__How to complete this task__
Among the records that follow, set down only the lines from the one containing "pub fn new(id: impl" to the one containing "is never empty", both included, exactly.

BEGIN Recorded data

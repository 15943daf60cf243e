// Logging processor: default business logic for the daemon
use async_trait::async_trait;
use tracing::info;

use shoal_core::domain::{Identified, WorkUnit};
use shoal_core::port::{ProcessError, Processor};

/// Logs every message of a unit and accepts it
///
/// Units carrying a blank message body are rejected with
/// `ProcessError::InvalidBody`.
pub struct LoggingProcessor;

#[async_trait]
impl Processor for LoggingProcessor {
    async fn process(&self, queue: &str, unit: &WorkUnit) -> Result<(), ProcessError> {
        for message in unit.messages() {
            if message.body.trim().is_empty() {
                return Err(ProcessError::InvalidBody(format!(
                    "message {} has an empty body",
                    message.id
                )));
            }

            info!(
                queue = %queue,
                unit_id = %unit.message_id(),
                message_id = %message.id,
                body_len = message.body.len(),
                "Processing message"
            );
        }
        Ok(())
    }
}
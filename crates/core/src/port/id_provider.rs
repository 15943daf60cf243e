// Message id source for bodies pushed without an id

pub trait IdProvider: Send + Sync {
    /// Return an id not handed out before by this provider
    fn generate_id(&self) -> String;
}

/// Random UUID v4 ids
#[derive(Debug, Clone, Copy, Default)]
pub struct UuidProvider;

impl IdProvider for UuidProvider {
    fn generate_id(&self) -> String {
        uuid::Uuid::new_v4().to_string()
    }
}

pub mod mocks {
    use super::*;
    use std::sync::atomic::{AtomicU64, Ordering};

    /// Sequential IDs: msg-1, msg-2, ...
    #[derive(Default)]
    pub struct SequentialIdProvider {
        counter: AtomicU64,
    }

    impl IdProvider for SequentialIdProvider {
        fn generate_id(&self) -> String {
            let n = self.counter.fetch_add(1, Ordering::SeqCst) + 1;
            format!("msg-{}", n)
        }
    }
}
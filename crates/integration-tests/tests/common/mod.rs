//! Shared fixtures for integration tests

#![allow(dead_code)]

use async_trait::async_trait;
use shoal_core::application::{Manager, ManagerConfig};
use shoal_core::domain::{Identified, WorkUnit};
use shoal_core::port::id_provider::mocks::SequentialIdProvider;
use shoal_core::port::time_provider::SystemTimeProvider;
use shoal_core::port::{ProcessError, Processor};
use shoal_infra_memory::{
    InMemoryQueueStore, StaticWorkerRegistry, TokioExecutionPool, TracingEventHook,
    WeightedRoundRobin,
};
use std::sync::atomic::{AtomicUsize, Ordering};
use std::sync::{Arc, Mutex};
use std::time::{Duration, Instant};

pub const TEST_INTERVAL: Duration = Duration::from_millis(10);

/// Unit observed by the recording processor
#[derive(Debug, Clone)]
pub struct Seen {
    pub queue: String,
    pub unit_id: String,
    pub message_ids: Vec<String>,
}

/// Processor recording every unit, with configurable latency and failures
///
/// Messages whose body is `fail` return an error; `panic` panics.
pub struct RecordingProcessor {
    delay: Duration,
    seen: Mutex<Vec<Seen>>,
    in_flight: AtomicUsize,
    peak: AtomicUsize,
    finished: AtomicUsize,
}

impl RecordingProcessor {
    pub fn new(delay: Duration) -> Self {
        Self {
            delay,
            seen: Mutex::new(Vec::new()),
            in_flight: AtomicUsize::new(0),
            peak: AtomicUsize::new(0),
            finished: AtomicUsize::new(0),
        }
    }

    pub fn seen(&self) -> Vec<Seen> {
        self.seen.lock().unwrap().clone()
    }

    pub fn started(&self) -> usize {
        self.seen.lock().unwrap().len()
    }

    pub fn finished(&self) -> usize {
        self.finished.load(Ordering::SeqCst)
    }

    pub fn peak_in_flight(&self) -> usize {
        self.peak.load(Ordering::SeqCst)
    }

    pub fn message_count(&self) -> usize {
        self.seen().iter().map(|s| s.message_ids.len()).sum()
    }
}

/// Decrements the in-flight gauge even when the handler panics
struct InFlight<'a>(&'a RecordingProcessor);

impl Drop for InFlight<'_> {
    fn drop(&mut self) {
        self.0.in_flight.fetch_sub(1, Ordering::SeqCst);
        self.0.finished.fetch_add(1, Ordering::SeqCst);
    }
}

#[async_trait]
impl Processor for RecordingProcessor {
    async fn process(&self, queue: &str, unit: &WorkUnit) -> Result<(), ProcessError> {
        self.seen.lock().unwrap().push(Seen {
            queue: queue.to_string(),
            unit_id: unit.message_id().to_string(),
            message_ids: unit.messages().iter().map(|m| m.id.clone()).collect(),
        });

        let running = self.in_flight.fetch_add(1, Ordering::SeqCst) + 1;
        self.peak.fetch_max(running, Ordering::SeqCst);
        let _guard = InFlight(self);

        if !self.delay.is_zero() {
            tokio::time::sleep(self.delay).await;
        }

        for message in unit.messages() {
            match message.body.as_str() {
                "fail" => return Err(ProcessError::Failed(format!("{} rejected", message.id))),
                "panic" => panic!("{} blew up", message.id),
                _ => {}
            }
        }
        Ok(())
    }
}

pub struct Fixture {
    pub manager: Arc<Manager>,
    pub store: Arc<InMemoryQueueStore>,
    pub polling: Arc<WeightedRoundRobin>,
    pub processor: Arc<RecordingProcessor>,
    pub pool: Arc<TokioExecutionPool>,
}

impl Fixture {
    /// Build a manager over in-memory adapters
    pub fn new(
        config: ManagerConfig,
        queues: &[(&str, usize)],
        batch_queues: &[&str],
        processor_delay: Duration,
        pause_delay: Duration,
    ) -> Self {
        let store = Arc::new(InMemoryQueueStore::new(Arc::new(
            SequentialIdProvider::default(),
        )));
        let polling = Arc::new(WeightedRoundRobin::new(
            queues.iter().map(|(q, w)| (q.to_string(), *w)).collect(),
            pause_delay,
            Arc::new(SystemTimeProvider),
        ));
        let processor = Arc::new(RecordingProcessor::new(processor_delay));
        let pool = Arc::new(TokioExecutionPool::current().unwrap());

        let manager = Manager::new(
            config,
            store.clone(),
            polling.clone(),
            Arc::new(StaticWorkerRegistry::new(batch_queues.iter().copied())),
            processor.clone(),
            pool.clone(),
            Arc::new(TracingEventHook),
        )
        .unwrap();

        Self {
            manager: Arc::new(manager),
            store,
            polling,
            processor,
            pool,
        }
    }

    pub fn push(&self, queue: &str, count: usize) {
        for i in 0..count {
            self.store.push_body(queue, format!("payload {}", i));
        }
    }

    pub fn spawn(&self) -> tokio::task::JoinHandle<shoal_core::Result<()>> {
        let manager = Arc::clone(&self.manager);
        tokio::spawn(async move { manager.start().await })
    }

    pub async fn stop(&self, handle: tokio::task::JoinHandle<shoal_core::Result<()>>) {
        self.manager.stop();
        let result = tokio::time::timeout(Duration::from_secs(2), handle)
            .await
            .expect("dispatch loop should exit after stop")
            .unwrap();
        assert!(result.is_ok());
    }
}

pub fn config(concurrency: usize) -> ManagerConfig {
    ManagerConfig::new(concurrency).with_min_dispatch_interval(TEST_INTERVAL)
}

pub async fn wait_until(mut condition: impl FnMut() -> bool) {
    let deadline = Instant::now() + Duration::from_secs(5);
    while !condition() {
        assert!(Instant::now() < deadline, "condition not reached in time");
        tokio::time::sleep(Duration::from_millis(5)).await;
    }
}
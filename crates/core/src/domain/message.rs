// Message and WorkUnit Domain Model

use super::error::{DomainError, Result};
use serde::{Deserialize, Serialize};

/// Message identifier (assigned by the queue source)
pub type MessageId = String;

/// Anything handed to a processor carries an identifier
pub trait Identified {
    fn message_id(&self) -> &str;
}

/// A single message pulled from a queue
#[derive(Debug, Clone, PartialEq, Eq, Serialize, Deserialize)]
pub struct Message {
    pub id: MessageId,
    pub body: String,
}

impl Message {
    pub fn new(id: impl Into<String>, body: impl Into<String>) -> Self {
        Self {
            id: id.into(),
            body: body.into(),
        }
    }
}

impl Identified for Message {
    fn message_id(&self) -> &str {
        &self.id
    }
}

/// Messages fetched together from a batch-mode queue.
///
/// The batch is admitted as one unit and identified as
/// `batch-with-N-messages`.
#[derive(Debug, Clone, PartialEq, Eq)]
pub struct MessageBatch {
    id: MessageId,
    messages: Vec<Message>,
}

impl MessageBatch {
    /// Wrap fetched messages; a batch is never empty
    pub fn new(messages: Vec<Message>) -> Result<Self> {
        if messages.is_empty() {
            return Err(DomainError::EmptyBatch);
        }
        Ok(Self {
            id: format!("batch-with-{}-messages", messages.len()),
            messages,
        })
    }

    pub fn messages(&self) -> &[Message] {
        &self.messages
    }

    pub fn len(&self) -> usize {
        self.messages.len()
    }

    pub fn is_empty(&self) -> bool {
        self.messages.is_empty()
    }
}

impl Identified for MessageBatch {
    fn message_id(&self) -> &str {
        &self.id
    }
}

/// Unit of admitted work: occupies exactly one slot
#[derive(Debug, Clone, PartialEq, Eq)]
pub enum WorkUnit {
    Single(Message),
    Batch(MessageBatch),
}

impl WorkUnit {
    /// Number of messages carried by this unit
    pub fn len(&self) -> usize {
        match self {
            WorkUnit::Single(_) => 1,
            WorkUnit::Batch(batch) => batch.len(),
        }
    }

    pub fn is_empty(&self) -> bool {
        self.len() == 0
    }

    pub fn is_batch(&self) -> bool {
        matches!(self, WorkUnit::Batch(_))
    }

    /// All messages of the unit, in fetch order
    pub fn messages(&self) -> &[Message] {
        match self {
            WorkUnit::Single(message) => std::slice::from_ref(message),
            WorkUnit::Batch(batch) => batch.messages(),
        }
    }
}

impl Identified for WorkUnit {
    fn message_id(&self) -> &str {
        match self {
            WorkUnit::Single(message) => message.message_id(),
            WorkUnit::Batch(batch) => batch.message_id(),
        }
    }
}

impl From<Message> for WorkUnit {
    fn from(message: Message) -> Self {
        WorkUnit::Single(message)
    }
}

impl From<MessageBatch> for WorkUnit {
    fn from(batch: MessageBatch) -> Self {
        WorkUnit::Batch(batch)
    }
}
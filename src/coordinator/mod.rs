pub mod controller;
pub mod events;

pub use controller::{
    CoordinatorDeps, CoordinatorHandle, CoordinatorSnapshot, SPEECH_UNSUPPORTED_NOTICE,
};
pub use events::{CoordinatorUpdate, ShellAction};
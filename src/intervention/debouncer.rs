use std::time::Duration;

use tokio::time::Instant;

use crate::models::EmotionLabel;

#[derive(Debug, Clone, Default, PartialEq, Eq)]
pub struct TriggerState {
    pub last_emotion: Option<EmotionLabel>,
    /// Set between a trigger and the end of its cooldown.
    pub triggered: bool,
    pub cooldown_until: Option<Instant>,
}

#[derive(Debug, Clone, Copy, PartialEq, Eq)]
pub struct Trigger {
    pub label: EmotionLabel,
    pub cooldown_until: Instant,
}

/// Turns the reading stream into at most one trigger per new actionable
/// emotion. The cooldown runs from the moment the trigger is emitted.
#[derive(Debug)]
pub struct TriggerDebouncer {
    state: TriggerState,
    cooldown: Duration,
}

impl TriggerDebouncer {
    pub fn new(cooldown: Duration) -> Self {
        Self {
            state: TriggerState::default(),
            cooldown,
        }
    }

    pub fn state(&self) -> &TriggerState {
        &self.state
    }

    pub fn cooldown(&self) -> Duration {
        self.cooldown
    }

    pub fn observe(&mut self, label: EmotionLabel, now: Instant) -> Option<Trigger> {
        self.expire_if_due(now);

        let is_new = self.state.last_emotion != Some(label);
        let trigger = if label.is_actionable() && is_new && !self.state.triggered {
            let cooldown_until = now + self.cooldown;
            self.state.triggered = true;
            self.state.cooldown_until = Some(cooldown_until);
            Some(Trigger {
                label,
                cooldown_until,
            })
        } else {
            None
        };

        self.state.last_emotion = Some(label);
        trigger
    }

    /// Clears the flag once the cooldown deadline has passed.
    pub fn expire_if_due(&mut self, now: Instant) -> bool {
        match self.state.cooldown_until {
            Some(deadline) if self.state.triggered && now >= deadline => {
                self.end_cooldown();
                true
            }
            _ => false,
        }
    }

    /// Re-arms triggering immediately (manual open, user dismissal).
    pub fn end_cooldown(&mut self) {
        self.state.triggered = false;
        self.state.cooldown_until = None;
    }

    pub fn forget_last_emotion(&mut self) {
        self.state.last_emotion = None;
    }

    /// Full reset, used when every sensor is turned off.
    pub fn reset(&mut self) {
        self.state = TriggerState::default();
    }
}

END Recorded data

__Result of the exercise__
    pub fn new(id: impl Into<String>, body: impl Into<String>) -> Self {
        Self {
            id: id.into(),
            body: body.into(),
        }
    }
}

impl Identified for Message {
    fn message_id(&self) -> &str {
        &self.id
    }
}

/// Messages fetched together from a batch-mode queue.
///
/// The batch is admitted as one unit and identified as
/// `batch-with-N-messages`.
#[derive(Debug, Clone, PartialEq, Eq)]
pub struct MessageBatch {
    id: MessageId,
    messages: Vec<Message>,
}

impl MessageBatch {
    /// Wrap fetched messages; a batch is never empty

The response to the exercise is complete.